The main issue discussed in this article is how small tech companies in America are committing fraud and violating U.S. law when it comes to visas for foreign workers and charging many fees to foreign workers. Many of these companies can be found in northern New Jersey right across the Hudson River from the booming city of Manhattan, New York. The high-companies tend to focus on younger workers from foreign countries, such as India. They offer these young workers a comfortable job in the U.S. and a chance to pay for a visa to work in the U.S. for a certain amount of time. This visa is known as the H-1B and around 65,000 of these are given out to foreign workers every year. The H-1B is a temporary work visa that allows professionals to work in the U.S. and stimulate the economy for three to a maximum of six years. A Green Card is needed to stay in the U.S. after these six years expire (“H-1B Work Visa”).
Many of these companies have horrible outcomes for the foreign workers who are trying to come to America for a better future. The first negative outcome is the foreign worker gets to the U.S. and realizes, after paying enormous fees for a temporary work visa that they never really got a visa because the visa is held by the employer, not the employee. This can lead to being kicked out of the country by the government. The second negative outcome is the worker gets to America and finds that the company has no open job for them. This is against the law because a company must have a job open for the foreigner before applying for the visa for them. The third negative outcome is an employee has a job but money is taken out of their paycheck for the huge visa fee. Also, if they have a job they may not be paid in between jobs at different job sites. Both of these actions are illegal for the companies to practice (Hamm, and Herbst). Rarely do the foreign workers get what they signed up for from the advertisement they first encounter.
Why have these tech companies survived? Reasons for their survival included the downturn of the U.S. economy. Larger companies look for ways to cut costs wherever is possible. These larger companies have realized it is more cost effective to give some high-tech work to smaller high-tech companies all over the U.S. through outsourcing. They tend to outsource management of tech systems and other operations to these smaller outfits. Large companies have discovered it is also more cost effective to have a smaller workforce at each satellite worksite and outsource projects to small high-tech companies. The small companies are mostly made of foreign workers in American on the H-1B visas and the companies have become known as “body shops” (Hamm, and Herbst).

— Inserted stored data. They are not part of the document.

// Destination Model
// RTMP destinations and the tee muxer descriptor derived from them

use serde::Serialize;

/// Tee muxer slave options applied to every destination.
/// `onfail=ignore` keeps the other outputs alive when one destination drops.
pub const TEE_SEGMENT_OPTIONS: &str = "[f=flv:onfail=ignore]";

/// Separator understood by FFmpeg's tee muxer
pub const TEE_SEPARATOR: &str = "|";

/// A single RTMP destination
#[derive(Debug, Clone, PartialEq, Eq, Serialize)]
#[serde(rename_all = "camelCase")]
pub struct Destination {
    /// Platform name (identity)
    pub name: String,

    /// RTMP ingest base URL
    #[serde(skip_serializing)]
    pub url: String,

    /// Stream key
    #[serde(skip_serializing)]
    pub key: String,

    pub enabled: bool,
}

impl Destination {
    /// Build a destination, returning None unless both url and key are present
    pub fn new(name: impl Into<String>, url: &str, key: &str) -> Option<Self> {
        let url = url.trim();
        let key = key.trim();
        if url.is_empty() || key.is_empty() {
            return None;
        }

        Some(Self {
            name: name.into(),
            url: url.to_string(),
            key: key.to_string(),
            enabled: true,
        })
    }

    /// Full publish URL: base URL joined with the stream key
    pub fn target_url(&self) -> String {
        if self.url.ends_with('/') {
            format!("{}{}", self.url, self.key)
        } else {
            format!("{}/{}", self.url, self.key)
        }
    }

    /// Publish URL with the stream key masked, for logs and API output
    pub fn redacted_url(&self) -> String {
        if self.url.ends_with('/') {
            format!("{}***", self.url)
        } else {
            format!("{}/***", self.url)
        }
    }
}

/// Ordered set of enabled destinations
#[derive(Debug, Clone, Default, PartialEq, Eq)]
pub struct DestinationSet {
    destinations: Vec<Destination>,
}

impl DestinationSet {
    pub fn new(destinations: Vec<Destination>) -> Self {
        Self {
            destinations: destinations.into_iter().filter(|d| d.enabled).collect(),
        }
    }

    pub fn is_empty(&self) -> bool {
        self.destinations.is_empty()
    }

    pub fn len(&self) -> usize {
        self.destinations.len()
    }

    pub fn names(&self) -> Vec<String> {
        self.destinations.iter().map(|d| d.name.clone()).collect()
    }

    /// The only destination, when exactly one is enabled.
    /// Callers write straight to it instead of going through a one-slave tee.
    pub fn single(&self) -> Option<&Destination> {
        match self.destinations.as_slice() {
            [only] => Some(only),
            _ => None,
        }
    }

    /// Tee muxer descriptor, recomputed from the current set on every call
    pub fn muxer_descriptor(&self) -> String {
        self.destinations
            .iter()
            .map(|d| format!("{TEE_SEGMENT_OPTIONS}{}", d.target_url()))
            .collect::<Vec<_>>()
            .join(TEE_SEPARATOR)
    }

    /// Same shape as `muxer_descriptor` with every stream key masked
    pub fn redacted_descriptor(&self) -> String {
        self.destinations
            .iter()
            .map(|d| format!("{TEE_SEGMENT_OPTIONS}{}", d.redacted_url()))
            .collect::<Vec<_>>()
            .join(TEE_SEPARATOR)
    }

    /// Mask every stream key of this set that appears as a whole path segment in `text`
    pub fn redact(&self, text: &str) -> String {
        let mut out = text.to_string();
        for destination in &self.destinations {
            out = mask_segment(&out, &destination.key);
        }
        out
    }
}

/// Replace `/{key}` with `/***` where the key is not the prefix of a longer segment
fn mask_segment(text: &str, key: &str) -> String {
    let needle = format!("/{key}");
    let mut out = String::with_capacity(text.len());
    let mut rest = text;
    while let Some(pos) = rest.find(&needle) {
        let end = pos + needle.len();
        let continues = rest[end..]
            .chars()
            .next()
            .is_some_and(|c| c.is_ascii_alphanumeric() || c == '-' || c == '_');
        out.push_str(&rest[..pos]);
        out.push_str(if continues { &needle } else { "/***" });
        rest = &rest[end..];
    }
    out.push_str(rest);
    out
}

#[cfg(test)]
mod tests {
    use super::*;

    fn dest(name: &str, url: &str, key: &str) -> Destination {
        Destination::new(name, url, key).unwrap()
    }

    #[test]
    fn test_missing_url_or_key_is_omitted() {
        assert!(Destination::new("twitch", "", "abc").is_none());
        assert!(Destination::new("twitch", "rtmp://live.twitch.tv/app", "  ").is_none());
        assert!(Destination::new("twitch", "rtmp://live.twitch.tv/app", "abc").is_some());
    }

    #[test]
    fn test_target_url_joins_with_single_slash() {
        assert_eq!(
            dest("a", "rtmp://host/app/", "k1").target_url(),
            "rtmp://host/app/k1"
        );
        assert_eq!(
            dest("a", "rtmp://host/app", "k1").target_url(),
            "rtmp://host/app/k1"
        );
    }

    #[test]
    fn test_descriptor_has_one_tagged_segment_per_destination() {
        let set = DestinationSet::new(vec![
            dest("youtube", "rtmp://a.rtmp.youtube.com/live2/", "yt-key"),
            dest("twitch", "rtmp://live.twitch.tv/app/", "tw-key"),
            dest("kick", "rtmps://fa723fc1b171.global-contribute.live-video.net/app/", "kk-key"),
        ]);

        let descriptor = set.muxer_descriptor();
        let segments: Vec<&str> = descriptor.split(TEE_SEPARATOR).collect();
        assert_eq!(segments.len(), 3);
        assert_eq!(descriptor.matches("onfail=ignore").count(), 3);
        assert_eq!(
            segments[0],
            "[f=flv:onfail=ignore]rtmp://a.rtmp.youtube.com/live2/yt-key"
        );
        assert_eq!(segments[1], "[f=flv:onfail=ignore]rtmp://live.twitch.tv/app/tw-key");
        assert!(segments[2].ends_with("/app/kk-key"));
    }

    #[test]
    fn test_single_destination() {
        let one = DestinationSet::new(vec![dest("twitch", "rtmp://live.twitch.tv/app", "k")]);
        assert_eq!(one.single().map(|d| d.name.as_str()), Some("twitch"));

        let two = DestinationSet::new(vec![
            dest("twitch", "rtmp://live.twitch.tv/app", "k"),
            dest("youtube", "rtmp://a.rtmp.youtube.com/live2", "y"),
        ]);
        assert!(two.single().is_none());
    }

    #[test]
    fn test_disabled_destinations_are_not_in_set() {
        let mut off = dest("kick", "rtmp://kick/app", "k");
        off.enabled = false;
        let set = DestinationSet::new(vec![off, dest("twitch", "rtmp://tw/app", "t")]);
        assert_eq!(set.names(), vec!["twitch".to_string()]);
        assert!(!set.muxer_descriptor().contains("kick"));
    }

    #[test]
    fn test_redaction_masks_keys() {
        let set = DestinationSet::new(vec![
            dest("youtube", "rtmp://yt/live2", "secret-1"),
            dest("twitch", "rtmp://tw/app", "secret-2"),
        ]);
        let redacted = set.redacted_descriptor();
        assert!(!redacted.contains("secret"));
        assert_eq!(redacted.matches("***").count(), 2);

        let line = "[tee @ 0x1] Slave 'rtmp://tw/app/secret-2': error";
        assert_eq!(set.redact(line), "[tee @ 0x1] Slave 'rtmp://tw/app/***': error");
    }

    #[test]
    fn test_short_key_only_masks_its_own_segment() {
        let set = DestinationSet::new(vec![dest("kick", "rtmp://ingest.kick.com/app", "k")]);
        let line = "Opening rtmp://ingest.kick.com/app/k for kick, keyframe interval 2";
        assert_eq!(
            set.redact(line),
            "Opening rtmp://ingest.kick.com/app/*** for kick, keyframe interval 2"
        );
        assert_eq!(set.redact("/kick/k"), "/kick/***");
        assert_eq!(set.redact("no keys here"), "no keys here");
    }
}
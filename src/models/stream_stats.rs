// StreamStats Model
// Encoder telemetry used by supervision and the health endpoint

use serde::Serialize;

/// Frame/transport state derived from encoder diagnostics.
/// Only supervision reads this; it is never authoritative elsewhere.
#[derive(Debug, Clone, Copy, PartialEq, Eq, Default, Serialize)]
#[serde(rename_all = "camelCase")]
pub struct HealthSnapshot {
    /// Last frame number reported by the encoder
    pub frame_count: u64,

    /// Milliseconds since the frame counter last advanced
    pub millis_since_last_frame: Option<u64>,

    pub rtmp_connected: bool,
}

/// Result of comparing frame progress with the previous check
#[derive(Debug, Clone, Copy, PartialEq, Serialize)]
#[serde(rename_all = "camelCase")]
pub struct FrameProgress {
    pub healthy: bool,
    pub frames_since_last_check: u64,
    pub seconds_since_last_frame: f64,
}

/// Rate figures parsed from FFmpeg stats output
#[derive(Debug, Clone, Serialize, Default)]
#[serde(rename_all = "camelCase")]
pub struct StreamStats {
    /// Frames per second
    pub fps: f64,

    /// Current bitrate in kbps
    pub bitrate: f64,

    /// Encoding speed (1.0 = real-time)
    pub speed: f64,

    /// Number of dropped frames
    pub dropped_frames: u64,

    /// Number of duplicate frames
    pub dup_frames: u64,
}

impl StreamStats {
    /// Parse one FFmpeg stderr line for rate statistics.
    /// Handles both the stats line
    /// (`frame= 1234 fps= 30 q=28.0 size= 12345kB time=00:01:23.45 bitrate=1234.5kbits/s dup=0 drop=3 speed=1.0x`)
    /// and `-progress` key=value lines.
    pub fn parse_line(&mut self, line: &str) -> bool {
        let mut parsed = false;

        if let Some(fps) = Self::extract_value(line, "fps=") {
            if let Ok(f) = fps.parse::<f64>() {
                self.fps = f;
                parsed = true;
            }
        }

        if let Some(bitrate_str) = Self::extract_value(line, "bitrate=") {
            if let Some(b) = Self::parse_bitrate_kbps(&bitrate_str) {
                self.bitrate = b;
                parsed = true;
            }
        }

        if let Some(speed_str) = Self::extract_value(line, "speed=") {
            let speed = speed_str.replace('x', "");
            if let Ok(s) = speed.trim().parse::<f64>() {
                self.speed = s;
                parsed = true;
            }
        }

        for key in ["drop=", "drop_frames="] {
            if let Some(drop_str) = Self::extract_value(line, key) {
                if let Ok(d) = drop_str.parse::<u64>() {
                    self.dropped_frames = d;
                    parsed = true;
                }
            }
        }

        for key in ["dup=", "dup_frames="] {
            if let Some(dup_str) = Self::extract_value(line, key) {
                if let Ok(d) = dup_str.parse::<u64>() {
                    self.dup_frames = d;
                    parsed = true;
                }
            }
        }

        parsed
    }

    /// Extract value after a key from FFmpeg output
    fn extract_value(line: &str, key: &str) -> Option<String> {
        let start = Self::find_key(line, key)?;
        let value_start = start + key.len();
        let rest = line[value_start..].trim_start();

        let end = rest.find(|c: char| c.is_whitespace()).unwrap_or(rest.len());
        Some(rest[..end].trim().to_string())
    }

    /// Find `key` at a word boundary so "drop=" does not match inside "drop_frames="
    /// and "fps=" does not match inside other keys.
    fn find_key(line: &str, key: &str) -> Option<usize> {
        let mut search_from = 0;
        while let Some(pos) = line[search_from..].find(key) {
            let absolute = search_from + pos;
            let at_boundary = absolute == 0
                || line[..absolute]
                    .chars()
                    .next_back()
                    .map(|c| c.is_whitespace())
                    .unwrap_or(true);
            if at_boundary {
                return Some(absolute);
            }
            search_from = absolute + key.len();
        }
        None
    }

    /// Parse bitrate string to kbps.
    fn parse_bitrate_kbps(value: &str) -> Option<f64> {
        let trimmed = value.trim();
        if trimmed.eq_ignore_ascii_case("N/A") {
            return None;
        }

        let lower = trimmed.to_ascii_lowercase();
        let (num_str, scale) = if let Some(v) = lower.strip_suffix("kbits/s") {
            (v, 1.0)
        } else if let Some(v) = lower.strip_suffix("mbits/s") {
            (v, 1000.0)
        } else if let Some(v) = lower.strip_suffix("bits/s") {
            (v, 1.0 / 1000.0)
        } else {
            (trimmed, 1.0)
        };

        num_str.trim().parse::<f64>().ok().map(|v| v * scale)
    }
}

What makes this entire situation worse is the fact that the large companies employing the small high-tech companies do not even know about the injustice that is happening. Even if the large company has even an inkling that it may be occurring, they usually do not try to find out. Many American companies have been found to outsource to these small tech firms and later discover they have been tangled in a web of visa violation with the government. There are many layers in between the large and small company; and it is never clear who is working for the outsourced company and their situation. Law enforcement has been known to miss these small companies doing illegal...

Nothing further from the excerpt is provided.